Energy is the chokepoint for AI’s next growth phase, says DBS CIO

The bank recommends investors to add energy infrastructure alongside technology as AI power demand surges

Jean Low
Published Wed, Jul 1, 2026 · 08:00 AM
    • DBS Chief Investment Office presenting its CIO Insights for the second-half of the year, titled “Power Play”.
    • DBS Chief Investment Office presenting its CIO Insights for the second-half of the year, titled “Power Play”. PHOTO: JEAN LOW, BT

    [SINGAPORE] Energy has become a critical constraint on AI’s next phase of growth, prompting DBS to recommend investors add energy infrastructure alongside technology as a key investment theme.

    “Energy is the chokepoint for the full deployment of AI, there is just insufficient electricity to power AI,” DBS chief investment officer (CIO) Hou Wey Fook said at the bank’s Chief Investment Office media briefing on Tuesday (Jun 30).

    Citing Nvidia chief executive Jensen Huang, Hou said that the next era of computing will require “1,000 times more power” than what is currently available, making power supply the ultimate bottleneck in the AI space.

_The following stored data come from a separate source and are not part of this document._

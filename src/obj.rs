// obj.rs — Typed value objects.
//
// A value is a tagged union over the five exposed types, each variant itself
// a sum of its storage encodings. Dispatch is structural matching; there is
// no virtual layer. Creation biases toward the most compact encoding and the
// conversion functions here only ever promote: a value that has grown into
// the general encoding never converts back down, even if it shrinks.
//
// The keyspace owns every value. Readers get borrowed views or decoded
// copies; nothing here is reference counted. Hot numeric replies draw on a
// preformatted pool of small integer strings instead of allocating.

use std::borrow::Cow;
use std::collections::VecDeque;
use std::sync::OnceLock;

use crate::dict::Dict;
use crate::intset::IntSet;
use crate::sds::Sds;
use crate::skiplist::SkipList;
use crate::util;
use crate::ziplist::Ziplist;

/// Longest string stored inline in the embedded encoding.
pub const EMBSTR_MAX: usize = 39;

/// Preformatted decimal strings for 0..SHARED_INTEGERS.
pub const SHARED_INTEGERS: i64 = 10_000;

#[derive(Debug, Clone, Copy, PartialEq, Eq)]
pub enum ValueType {
    Str,
    List,
    Set,
    Zset,
    Hash,
}

impl ValueType {
    pub fn name(self) -> &'static str {
        match self {
            ValueType::Str => "string",
            ValueType::List => "list",
            ValueType::Set => "set",
            ValueType::Zset => "zset",
            ValueType::Hash => "hash",
        }
    }
}

#[derive(Debug, Clone, Copy, PartialEq, Eq)]
pub enum Encoding {
    Int,
    EmbStr,
    Raw,
    ZipList,
    LinkedList,
    IntSet,
    HashTable,
    SkipList,
}

impl Encoding {
    pub fn name(self) -> &'static str {
        match self {
            Encoding::Int => "int",
            Encoding::EmbStr => "embstr",
            Encoding::Raw => "raw",
            Encoding::ZipList => "ziplist",
            Encoding::LinkedList => "linkedlist",
            Encoding::IntSet => "intset",
            Encoding::HashTable => "hashtable",
            Encoding::SkipList => "skiplist",
        }
    }
}

// ---------------------------------------------------------------------------
// String
// ---------------------------------------------------------------------------

pub enum StrVal {
    /// Canonical decimal strings live as the machine integer.
    Int(i64),
    /// Short strings are held inline, no heap allocation.
    Embed { len: u8, buf: [u8; EMBSTR_MAX] },
    /// Everything else, and anything that has been mutated in place.
    Raw(Sds),
}

impl StrVal {
    pub fn from_bytes(data: &[u8]) -> StrVal {
        if let Some(v) = util::parse_i64(data) {
            return StrVal::Int(v);
        }
        if data.len() <= EMBSTR_MAX {
            let mut buf = [0u8; EMBSTR_MAX];
            buf[..data.len()].copy_from_slice(data);
            StrVal::Embed { len: data.len() as u8, buf }
        } else {
            StrVal::Raw(Sds::from_bytes(data))
        }
    }

    pub fn encoding(&self) -> Encoding {
        match self {
            StrVal::Int(_) => Encoding::Int,
            StrVal::Embed { .. } => Encoding::EmbStr,
            StrVal::Raw(_) => Encoding::Raw,
        }
    }

    /// Content bytes; integers are formatted on the fly.
    pub fn bytes(&self) -> Cow<'_, [u8]> {
        match self {
            StrVal::Int(v) => Cow::Owned(util::format_i64(*v)),
            StrVal::Embed { len, buf } => Cow::Borrowed(&buf[..*len as usize]),
            StrVal::Raw(s) => Cow::Borrowed(s.as_bytes()),
        }
    }

    pub fn len(&self) -> usize {
        match self {
            StrVal::Int(v) => util::format_i64(*v).len(),
            StrVal::Embed { len, .. } => *len as usize,
            StrVal::Raw(s) => s.len(),
        }
    }

    pub fn is_empty(&self) -> bool {
        match self {
            StrVal::Int(_) => false,
            StrVal::Embed { len, .. } => *len == 0,
            StrVal::Raw(s) => s.is_empty(),
        }
    }

    pub fn as_i64(&self) -> Option<i64> {
        match self {
            StrVal::Int(v) => Some(*v),
            StrVal::Embed { len, buf } => util::parse_i64(&buf[..*len as usize]),
            StrVal::Raw(s) => s.parse_i64(),
        }
    }

    /// Forces the raw encoding ahead of an in-place mutation. Promotion
    /// only; the value never returns to int or embedded form afterwards.
    pub fn make_raw(&mut self) -> &mut Sds {
        if !matches!(self, StrVal::Raw(_)) {
            let bytes = self.bytes().into_owned();
            *self = StrVal::Raw(Sds::from(bytes));
        }
        match self {
            StrVal::Raw(s) => s,
            _ => unreachable!(),
        }
    }
}

// ---------------------------------------------------------------------------
// Collections
// ---------------------------------------------------------------------------

pub enum ListVal {
    Zip(Ziplist),
    Linked(VecDeque<Sds>),
}

impl ListVal {
    pub fn encoding(&self) -> Encoding {
        match self {
            ListVal::Zip(_) => Encoding::ZipList,
            ListVal::Linked(_) => Encoding::LinkedList,
        }
    }

    pub fn len(&self) -> usize {
        match self {
            ListVal::Zip(zl) => zl.len(),
            ListVal::Linked(l) => l.len(),
        }
    }

    pub fn is_empty(&self) -> bool {
        self.len() == 0
    }

    /// Promotes the packed form to the general linked form.
    pub fn convert(&mut self) {
        if let ListVal::Zip(zl) = self {
            let items: VecDeque<Sds> =
                zl.iter().map(|v| Sds::from(v.to_bytes())).collect();
            *self = ListVal::Linked(items);
        }
    }
}

pub enum SetVal {
    Ints(IntSet),
    Table(Dict<Sds, ()>),
}

impl SetVal {
    pub fn encoding(&self) -> Encoding {
        match self {
            SetVal::Ints(_) => Encoding::IntSet,
            SetVal::Table(_) => Encoding::HashTable,
        }
    }

    pub fn len(&self) -> usize {
        match self {
            SetVal::Ints(s) => s.len(),
            SetVal::Table(d) => d.len(),
        }
    }

    pub fn is_empty(&self) -> bool {
        self.len() == 0
    }

    /// Promotes the integer array to a hash table, presizing it for the
    /// current population.
    pub fn convert(&mut self) {
        if let SetVal::Ints(ints) = self {
            let mut d: Dict<Sds, ()> = Dict::new();
            d.expand(ints.len());
            for v in ints.iter() {
                d.add(Sds::from_i64(v), ());
            }
            *self = SetVal::Table(d);
        }
    }
}

/// General sorted-set form: the member table answers score lookups, the
/// skip list answers order and rank queries. Both index the same logical
/// membership.
pub struct ZsetFull {
    pub dict: Dict<Sds, f64>,
    pub zsl: SkipList,
}

pub enum ZsetVal {
    /// Alternating member, score entries kept in score order.
    Zip(Ziplist),
    Skip(ZsetFull),
}

impl ZsetVal {
    pub fn encoding(&self) -> Encoding {
        match self {
            ZsetVal::Zip(_) => Encoding::ZipList,
            ZsetVal::Skip(_) => Encoding::SkipList,
        }
    }

    pub fn len(&self) -> usize {
        match self {
            ZsetVal::Zip(zl) => zl.len() / 2,
            ZsetVal::Skip(z) => z.zsl.len(),
        }
    }

    pub fn is_empty(&self) -> bool {
        self.len() == 0
    }

    pub fn convert(&mut self) {
        if let ZsetVal::Zip(zl) = self {
            let mut full = ZsetFull { dict: Dict::new(), zsl: SkipList::new() };
            let mut it = zl.iter();
            while let Some(member) = it.next() {
                let score_entry = it.next().expect("member without score");
                let member = Sds::from(member.to_bytes());
                let score = score_entry
                    .as_i64()
                    .map(|v| v as f64)
                    .or_else(|| util::parse_f64(&score_entry.to_bytes()))
                    .expect("unparseable packed score");
                full.dict.insert(member.clone(), score);
                full.zsl.insert(score, member);
            }
            *self = ZsetVal::Skip(full);
        }
    }
}

pub enum HashVal {
    /// Alternating field, value entries in insertion order.
    Zip(Ziplist),
    Table(Dict<Sds, Sds>),
}

impl HashVal {
    pub fn encoding(&self) -> Encoding {
        match self {
            HashVal::Zip(_) => Encoding::ZipList,
            HashVal::Table(_) => Encoding::HashTable,
        }
    }

    pub fn len(&self) -> usize {
        match self {
            HashVal::Zip(zl) => zl.len() / 2,
            HashVal::Table(d) => d.len(),
        }
    }

    pub fn is_empty(&self) -> bool {
        self.len() == 0
    }

    pub fn convert(&mut self) {
        if let HashVal::Zip(zl) = self {
            let mut d: Dict<Sds, Sds> = Dict::new();
            d.expand(zl.len() / 2);
            let mut it = zl.iter();
            while let Some(field) = it.next() {
                let value = it.next().expect("field without value");
                d.insert(Sds::from(field.to_bytes()), Sds::from(value.to_bytes()));
            }
            *self = HashVal::Table(d);
        }
    }
}

// ---------------------------------------------------------------------------
// The tagged union
// ---------------------------------------------------------------------------

pub enum Value {
    Str(StrVal),
    List(ListVal),
    Set(SetVal),
    Zset(ZsetVal),
    Hash(HashVal),
}

impl Value {
    /// String value under the most compact admissible encoding.
    pub fn from_bytes(data: &[u8]) -> Value {
        Value::Str(StrVal::from_bytes(data))
    }

    pub fn from_i64(v: i64) -> Value {
        Value::Str(StrVal::Int(v))
    }

    /// Empty list in the packed encoding.
    pub fn empty_list() -> Value {
        Value::List(ListVal::Zip(Ziplist::new()))
    }

    /// Empty set in the integer-array encoding.
    pub fn empty_intset() -> Value {
        Value::Set(SetVal::Ints(IntSet::new()))
    }

    pub fn empty_set_table() -> Value {
        Value::Set(SetVal::Table(Dict::new()))
    }

    pub fn empty_zset_zip() -> Value {
        Value::Zset(ZsetVal::Zip(Ziplist::new()))
    }

    pub fn empty_zset_full() -> Value {
        Value::Zset(ZsetVal::Skip(ZsetFull { dict: Dict::new(), zsl: SkipList::new() }))
    }

    pub fn empty_hash() -> Value {
        Value::Hash(HashVal::Zip(Ziplist::new()))
    }

    pub fn type_of(&self) -> ValueType {
        match self {
            Value::Str(_) => ValueType::Str,
            Value::List(_) => ValueType::List,
            Value::Set(_) => ValueType::Set,
            Value::Zset(_) => ValueType::Zset,
            Value::Hash(_) => ValueType::Hash,
        }
    }

    pub fn encoding(&self) -> Encoding {
        match self {
            Value::Str(s) => s.encoding(),
            Value::List(l) => l.encoding(),
            Value::Set(s) => s.encoding(),
            Value::Zset(z) => z.encoding(),
            Value::Hash(h) => h.encoding(),
        }
    }
}

// ---------------------------------------------------------------------------
// Shared integer strings
// ---------------------------------------------------------------------------

fn shared_pool() -> &'static Vec<Vec<u8>> {
    static POOL: OnceLock<Vec<Vec<u8>>> = OnceLock::new();
    POOL.get_or_init(|| (0..SHARED_INTEGERS).map(util::format_i64).collect())
}

/// Decimal form of `v`, borrowed from the shared pool when `v` is one of
/// the small non-negative integers every workload formats constantly.
pub fn int_reply(v: i64) -> Cow<'static, [u8]> {
    if (0..SHARED_INTEGERS).contains(&v) {
        Cow::Borrowed(shared_pool()[v as usize].as_slice())
    } else {
        Cow::Owned(util::format_i64(v))
    }
}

    DBS expects the return of energy security as a key priority, together with about US$1 trillion of annual AI-related capital expenditure over the next few years, to drive sustained demand for power and electricity.

    Investment opportunities span renewables and traditional hydrocarbons, as well as energy infrastructure across storage, grid networks, and nuclear power, said the bank.

    “Layered” approach to energy investing

    Goh Jun Yong, investment strategist at DBS, recommended a “layered” approach to energy investing, by starting with oil majors before expanding into other companies in the supply chain.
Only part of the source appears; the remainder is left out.